##### Supplied material

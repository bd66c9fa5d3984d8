//! Options of one adapt run.

use serde_json::Value as JsonValue;

use crate::constants::{ENV_OPTION, FILENAME_OPTION};
use crate::core::{AdaptError, Result};
use crate::extensions::ExtensionPolicy;
use crate::templating::Environment;

/// Option name selecting indented JSON output in [`AdaptOptions::from_map`].
pub const PRETTY_OPTION: &str = "pretty";

/// Options for [`Adapter::adapt`](super::Adapter::adapt).
///
/// # Examples
///
/// ```rust
/// use yamladapt::adapt::AdaptOptions;
/// use yamladapt::templating::Environment;
///
/// let options = AdaptOptions::new()
///     .with_filename("/etc/app/app.yaml")
///     .with_env(Environment::from_entries(["STAGE=prod"]))
///     .with_pretty(true);
/// assert_eq!(options.filename(), Some("/etc/app/app.yaml"));
/// ```
#[derive(Debug, Clone, Default, PartialEq)]
pub struct AdaptOptions {
    filename: Option<String>,
    env: Option<Environment>,
    extensions: ExtensionPolicy,
    pretty: bool,
}

impl AdaptOptions {
    #[must_use]
    pub fn new() -> Self {
        Self::default()
    }

    /// Name of the input document: the base for relative includes and the
    /// file named in warnings. Required.
    #[must_use]
    pub fn with_filename(mut self, filename: impl Into<String>) -> Self {
        self.filename = Some(filename.into());
        self
    }

    /// Use `env` instead of the process environment.
    #[must_use]
    pub fn with_env(mut self, env: Environment) -> Self {
        self.env = Some(env);
        self
    }

    #[must_use]
    pub fn with_extensions(mut self, extensions: ExtensionPolicy) -> Self {
        self.extensions = extensions;
        self
    }

    #[must_use]
    pub fn with_pretty(mut self, pretty: bool) -> Self {
        self.pretty = pretty;
        self
    }

    pub fn filename(&self) -> Option<&str> {
        self.filename.as_deref()
    }

    pub fn env(&self) -> Option<&Environment> {
        self.env.as_ref()
    }

    pub fn extensions(&self) -> ExtensionPolicy {
        self.extensions
    }

    pub fn pretty(&self) -> bool {
        self.pretty
    }

    /// Build options from an untyped option map.
    ///
    /// Recognized keys are `filename` (string), `env` (list of `KEY=VALUE`
    /// strings, or null for the process environment) and `pretty` (bool).
    /// Other keys are ignored. A missing `filename` is reported later by
    /// `adapt`, as a missing option.
    ///
    /// # Errors
    ///
    /// Returns [`AdaptError::InvalidOption`] for a recognized key with the
    /// wrong type.
    pub fn from_map(map: &serde_json::Map<String, JsonValue>) -> Result<Self> {
        let mut options = Self::new();

        match map.get(FILENAME_OPTION) {
            None => {}
            Some(JsonValue::String(filename)) => options.filename = Some(filename.clone()),
            Some(other) => return Err(invalid_option(FILENAME_OPTION, "a string", other)),
        }

        match map.get(ENV_OPTION) {
            None | Some(JsonValue::Null) => {}
            Some(JsonValue::Array(items)) => {
                let entries = items
                    .iter()
                    .map(|item| match item {
                        JsonValue::String(entry) => Ok(entry.clone()),
                        other => Err(invalid_option(ENV_OPTION, "a list of strings", other)),
                    })
                    .collect::<Result<Vec<_>>>()?;
                options.env = Some(Environment::from_entries(entries));
            }
            Some(other) => return Err(invalid_option(ENV_OPTION, "a list of strings", other)),
        }

        match map.get(PRETTY_OPTION) {
            None => {}
            Some(JsonValue::Bool(pretty)) => options.pretty = *pretty,
            Some(other) => return Err(invalid_option(PRETTY_OPTION, "a bool", other)),
        }

        for key in map.keys() {
            if ![FILENAME_OPTION, ENV_OPTION, PRETTY_OPTION].contains(&key.as_str()) {
                tracing::debug!("ignoring unknown option '{}'", key);
            }
        }

        Ok(options)
    }
}

fn invalid_option(name: &str, expected: &str, found: &JsonValue) -> AdaptError {
    let found = match found {
        JsonValue::Null => "null",
        JsonValue::Bool(_) => "bool",
        JsonValue::Number(_) => "number",
        JsonValue::String(_) => "string",
        JsonValue::Array(_) => "list",
        JsonValue::Object(_) => "map",
    };
    AdaptError::InvalidOption {
        name: name.to_string(),
        expected: expected.to_string(),
        found: found.to_string(),
    }
}
//! The `merge` command: print the document with every include folded in.
//!
//! Templates are left untouched. A document without includes is printed as
//! it was read.

use anyhow::Result;
use clap::Args;
use super::common::{InputArgs, write_output};

#[derive(Args)]
pub struct MergeCommand {
    #[command(flatten)]
    input: InputArgs,
}

impl MergeCommand {
    pub fn execute(self) -> Result<()> {
        let merged = self.input.merged_text()?;
        write_output(None, merged.trim_end_matches('\n').as_bytes())
    }
}
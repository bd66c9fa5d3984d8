//! yamladapt CLI entry point
//!
//! Parses the command line, runs the selected command and prints failures
//! with their cause chain and a suggestion where one applies.

use anyhow::Result;
use clap::Parser;
use yamladapt::cli;
use yamladapt::core::user_friendly_error;

fn main() -> Result<()> {
    let cli = cli::Cli::parse();

    #[cfg(windows)]
    colored::control::set_virtual_terminal(true).ok();

    match cli.execute() {
        Ok(()) => Ok(()),
        Err(e) => {
            let error_ctx = user_friendly_error(e);
            error_ctx.display();
            std::process::exit(1);
        }
    }
}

##########

Retype the whole listing above, line for line and exactly.

» Output
repository bd66c9fa5d3984d8
//! Options of one adapt run.

use serde_json::Value as JsonValue;

use crate::constants::{ENV_OPTION, FILENAME_OPTION};
use crate::core::{AdaptError, Result};
use crate::extensions::ExtensionPolicy;
use crate::templating::Environment;

/// Option name selecting indented JSON output in [`AdaptOptions::from_map`].
pub const PRETTY_OPTION: &str = "pretty";

/// Options for [`Adapter::adapt`](super::Adapter::adapt).
///
/// # Examples
///
/// ```rust
/// use yamladapt::adapt::AdaptOptions;
/// use yamladapt::templating::Environment;
///
/// let options = AdaptOptions::new()
///     .with_filename("/etc/app/app.yaml")
///     .with_env(Environment::from_entries(["STAGE=prod"]))
///     .with_pretty(true);
/// assert_eq!(options.filename(), Some("/etc/app/app.yaml"));
/// ```
#[derive(Debug, Clone, Default, PartialEq)]
pub struct AdaptOptions {
    filename: Option<String>,
    env: Option<Environment>,
    extensions: ExtensionPolicy,
    pretty: bool,
}

impl AdaptOptions {
    #[must_use]
    pub fn new() -> Self {
        Self::default()
    }

    /// Name of the input document: the base for relative includes and the
    /// file named in warnings. Required.
    #[must_use]
    pub fn with_filename(mut self, filename: impl Into<String>) -> Self {
        self.filename = Some(filename.into());
        self
    }

    /// Use `env` instead of the process environment.
    #[must_use]
    pub fn with_env(mut self, env: Environment) -> Self {
        self.env = Some(env);
        self
    }

    #[must_use]
    pub fn with_extensions(mut self, extensions: ExtensionPolicy) -> Self {
        self.extensions = extensions;
        self
    }

    #[must_use]
    pub fn with_pretty(mut self, pretty: bool) -> Self {
        self.pretty = pretty;
        self
    }

    pub fn filename(&self) -> Option<&str> {
        self.filename.as_deref()
    }

    pub fn env(&self) -> Option<&Environment> {
        self.env.as_ref()
    }

    pub fn extensions(&self) -> ExtensionPolicy {
        self.extensions
    }

    pub fn pretty(&self) -> bool {
        self.pretty
    }

    /// Build options from an untyped option map.
    ///
    /// Recognized keys are `filename` (string), `env` (list of `KEY=VALUE`
    /// strings, or null for the process environment) and `pretty` (bool).
    /// Other keys are ignored. A missing `filename` is reported later by
    /// `adapt`, as a missing option.
    ///
    /// # Errors
    ///
    /// Returns [`AdaptError::InvalidOption`] for a recognized key with the
    /// wrong type.
    pub fn from_map(map: &serde_json::Map<String, JsonValue>) -> Result<Self> {
        let mut options = Self::new();

        match map.get(FILENAME_OPTION) {
            None => {}
            Some(JsonValue::String(filename)) => options.filename = Some(filename.clone()),
            Some(other) => return Err(invalid_option(FILENAME_OPTION, "a string", other)),
        }

        match map.get(ENV_OPTION) {
            None | Some(JsonValue::Null) => {}
            Some(JsonValue::Array(items)) => {
                let entries = items
                    .iter()
                    .map(|item| match item {
                        JsonValue::String(entry) => Ok(entry.clone()),
                        other => Err(invalid_option(ENV_OPTION, "a list of strings", other)),
                    })
                    .collect::<Result<Vec<_>>>()?;
                options.env = Some(Environment::from_entries(entries));
            }
            Some(other) => return Err(invalid_option(ENV_OPTION, "a list of strings", other)),
        }

        match map.get(PRETTY_OPTION) {
            None => {}
            Some(JsonValue::Bool(pretty)) => options.pretty = *pretty,
            Some(other) => return Err(invalid_option(PRETTY_OPTION, "a bool", other)),
        }

        for key in map.keys() {
            if ![FILENAME_OPTION, ENV_OPTION, PRETTY_OPTION].contains(&key.as_str()) {
                tracing::debug!("ignoring unknown option '{}'", key);
            }
        }

        Ok(options)
    }
}

fn invalid_option(name: &str, expected: &str, found: &JsonValue) -> AdaptError {
    let found = match found {
        JsonValue::Null => "null",
        JsonValue::Bool(_) => "bool",
        JsonValue::Number(_) => "number",
        JsonValue::String(_) => "string",
        JsonValue::Array(_) => "list",
        JsonValue::Object(_) => "map",
    };
    AdaptError::InvalidOption {
        name: name.to_string(),
        expected: expected.to_string(),
        found: found.to_string(),
    }
}
//! The `merge` command: print the document with every include folded in.
//!
//! Templates are left untouched. A document without includes is printed as
//! it was read.

use anyhow::Result;
use clap::Args;
use super::common::{InputArgs, write_output};

#[derive(Args)]
pub struct MergeCommand {
    #[command(flatten)]
    input: InputArgs,
}

impl MergeCommand {
    pub fn execute(self) -> Result<()> {
        let merged = self.input.merged_text()?;
        write_output(None, merged.trim_end_matches('\n').as_bytes())
    }
}
repository bd66c9fa5d3984d8
//! yamladapt CLI entry point
//!
//! Parses the command line, runs the selected command and prints failures
//! with their cause chain and a suggestion where one applies.

use anyhow::Result;
use clap::Parser;
use yamladapt::cli;
use yamladapt::core::user_friendly_error;

fn main() -> Result<()> {
    let cli = cli::Cli::parse();

    #[cfg(windows)]
    colored::control::set_virtual_terminal(true).ok();

    match cli.execute() {
        Ok(()) => Ok(()),
        Err(e) => {
            let error_ctx = user_friendly_error(e);
            error_ctx.display();
            std::process::exit(1);
        }
    }
}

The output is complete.